- Peristera Location within Greece
- Coordinates: 40°17.1′N 21°21.4′E﻿ / ﻿40.2850°N 21.3567°E
- Country: Greece
- Administrative region: Western Macedonia
- Regional unit: Kozani
- Municipality: Voio
- Municipal unit: Neapoli
- Elevation: 700 m (2,300 ft)

Population (2021)
- • Community: 14
- Time zone: UTC+2 (EET)
- • Summer (DST): UTC+3 (EEST)
- Postal code: 500 01
- Area code: +30-2468
- Vehicle registration: ΚΖ

= Peristera, Kozani =

Peristera (Περιστέρα, before 1927: Μαρτίτσιον – Martitsion), is a village and a community of the Voio municipality. Before the 2011 local government reform it was part of the municipality of Neapoli, of which it was a municipal district. The 2021 census recorded 14 inhabitants in the village.

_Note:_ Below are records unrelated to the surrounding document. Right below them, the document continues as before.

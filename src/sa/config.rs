//! Annealer configuration.

use crate::neighborhood::Neighborhood;
use crate::problem::ProblemInstance;
use std::time::Duration;

/// Configuration for the simulated annealing search.
///
/// Temperature follows a geometric schedule: after every
/// `iterations_per_temperature` iterations it is multiplied by
/// `cooling_rate`, and once it falls below `min_temperature` it is reset to
/// `initial_temperature` (reheating).
///
/// # Examples
///
/// ```
/// use std::time::Duration;
/// use u_upmsp::neighborhood::Neighborhood;
/// use u_upmsp::sa::AnnealerConfig;
///
/// let config = AnnealerConfig::default()
///     .with_time_limit(Duration::from_secs(2))
///     .with_cooling_rate(0.9)
///     .with_iterations_per_temperature(10_000)
///     .disable(Neighborhood::Swap)
///     .with_seed(42);
/// assert!(config.validate().is_ok());
/// assert_eq!(config.enabled_neighborhoods().len(), 5);
/// ```
#[derive(Debug, Clone, PartialEq)]
#[cfg_attr(
    feature = "serde",
    derive(serde::Serialize, serde::Deserialize),
    serde(default)
)]
pub struct AnnealerConfig {
    /// Wall-clock budget. `None` derives it from the instance size (see
    /// [`ProblemInstance::default_time_limit_ms`]).
    pub time_limit: Option<Duration>,

    /// Maximum number of iterations. `None` = no limit.
    pub iteration_limit: Option<u64>,

    /// Iterations spent at each temperature level.
    pub iterations_per_temperature: u64,

    /// Starting (and reheating) temperature.
    pub initial_temperature: f64,

    /// Geometric cooling factor in (0, 1).
    pub cooling_rate: f64,

    /// Reheat threshold.
    pub min_temperature: f64,

    /// Random seed for reproducibility. `None` draws one from the OS.
    pub seed: Option<u64>,

    /// Move families left out of the search.
    pub disabled: Vec<Neighborhood>,
}

impl Default for AnnealerConfig {
    fn default() -> Self {
        Self {
            time_limit: None,
            iteration_limit: None,
            iterations_per_temperature: 1_176_628,
            initial_temperature: 1.0,
            cooling_rate: 0.96,
            min_temperature: 1e-6,
            seed: None,
            disabled: Vec::new(),
        }
    }
}

impl AnnealerConfig {
    pub fn with_time_limit(mut self, limit: Duration) -> Self {
        self.time_limit = Some(limit);
        self
    }

    pub fn with_iteration_limit(mut self, n: u64) -> Self {
        self.iteration_limit = Some(n);
        self
    }

    pub fn with_iterations_per_temperature(mut self, n: u64) -> Self {
        self.iterations_per_temperature = n;
        self
    }

    pub fn with_initial_temperature(mut self, t: f64) -> Self {
        self.initial_temperature = t;
        self
    }

    pub fn with_cooling_rate(mut self, rate: f64) -> Self {
        self.cooling_rate = rate;
        self
    }

    pub fn with_min_temperature(mut self, t: f64) -> Self {
        self.min_temperature = t;
        self
    }

    pub fn with_seed(mut self, seed: u64) -> Self {
        self.seed = Some(seed);
        self
    }

    /// Leaves `neighborhood` out of the search.
    pub fn disable(mut self, neighborhood: Neighborhood) -> Self {
        if !self.disabled.contains(&neighborhood) {
            self.disabled.push(neighborhood);
        }
        self
    }

    /// Replaces the disabled set.
    pub fn with_disabled(mut self, disabled: impl IntoIterator<Item = Neighborhood>) -> Self {
        self.disabled = disabled.into_iter().collect();
        self
    }

    /// Enabled families, in canonical order.
    pub fn enabled_neighborhoods(&self) -> Vec<Neighborhood> {
        Neighborhood::ALL
            .into_iter()
            .filter(|nb| !self.disabled.contains(nb))
            .collect()
    }

    /// The time budget for `problem`.
    pub fn time_limit_for(&self, problem: &ProblemInstance) -> Duration {
        self.time_limit
            .unwrap_or_else(|| Duration::from_millis(problem.default_time_limit_ms()))
    }

    /// Validates the configuration.
    pub fn validate(&self) -> Result<(), String> {
        if !(self.initial_temperature > 0.0 && self.initial_temperature.is_finite()) {
            return Err(format!(
                "initial_temperature must be positive and finite, got {}",
                self.initial_temperature
            ));
        }
        if self.min_temperature <= 0.0 {
            return Err("min_temperature must be positive".into());
        }
        if self.min_temperature >= self.initial_temperature {
            return Err("min_temperature must be less than initial_temperature".into());
        }
        if self.cooling_rate <= 0.0 || self.cooling_rate >= 1.0 {
            return Err(format!(
                "cooling_rate must be in (0, 1), got {}",
                self.cooling_rate
            ));
        }
        if self.iterations_per_temperature == 0 {
            return Err("iterations_per_temperature must be at least 1".into());
        }
        if self.enabled_neighborhoods().is_empty() {
            return Err("at least one neighborhood must be enabled".into());
        }
        Ok(())
    }
}

#[cfg(test)]
mod tests {
    use super::*;

    #[test]
    fn test_default_config() {
        let config = AnnealerConfig::default();
        assert_eq!(config.iterations_per_temperature, 1_176_628);
        assert!((config.initial_temperature - 1.0).abs() < 1e-12);
        assert!((config.cooling_rate - 0.96).abs() < 1e-12);
        assert!((config.min_temperature - 1e-6).abs() < 1e-18);
        assert_eq!(config.enabled_neighborhoods(), Neighborhood::ALL.to_vec());
        assert!(config.validate().is_ok());
    }

    #[test]
    fn test_default_time_limit() {
        let problem = ProblemInstance::from_fn(20, 5, |_, _| 1, |_, _, _| 0).unwrap();
        let config = AnnealerConfig::default();
        // 20 * (5 / 2) * 50
        assert_eq!(config.time_limit_for(&problem), Duration::from_millis(2000));

        let config = config.with_time_limit(Duration::from_millis(7));
        assert_eq!(config.time_limit_for(&problem), Duration::from_millis(7));
    }

    #[test]
    fn test_disable_keeps_order() {
        let config = AnnealerConfig::default()
            .disable(Neighborhood::Switch)
            .disable(Neighborhood::TwoShift)
            .disable(Neighborhood::Switch);
        assert_eq!(config.disabled.len(), 2);
        assert_eq!(
            config.enabled_neighborhoods(),
            vec![
                Neighborhood::Shift,
                Neighborhood::TaskMove,
                Neighborhood::Swap,
                Neighborhood::DirectSwap,
            ]
        );
    }

    #[test]
    fn test_validate_all_disabled() {
        let config = AnnealerConfig::default().with_disabled(Neighborhood::ALL);
        assert!(config.validate().is_err());
    }

    #[test]
    fn test_validate_bad_temperature() {
        assert!(AnnealerConfig::default()
            .with_initial_temperature(-1.0)
            .validate()
            .is_err());
        assert!(AnnealerConfig::default()
            .with_initial_temperature(f64::INFINITY)
            .validate()
            .is_err());
        assert!(AnnealerConfig::default()
            .with_min_temperature(2.0)
            .validate()
            .is_err());
    }

    #[test]
    fn test_validate_bad_cooling() {
        for rate in [0.0, 1.0, 1.5] {
            let config = AnnealerConfig::default().with_cooling_rate(rate);
            assert!(config.validate().is_err(), "{rate}");
        }
    }

    #[test]
    fn test_validate_zero_iterations_per_temperature() {
        let config = AnnealerConfig::default().with_iterations_per_temperature(0);
        assert!(config.validate().is_err());
    }
}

The 1920 Greek census recorded 258 people in the village. Following the Greek–Turkish population exchange, Greek refugee families in Martitsion were from East Thrace (1) and Asia Minor (1) in 1926. The 1928 Greek census recorded 256 village inhabitants. In 1928, the refugee families numbered 2 (8 people).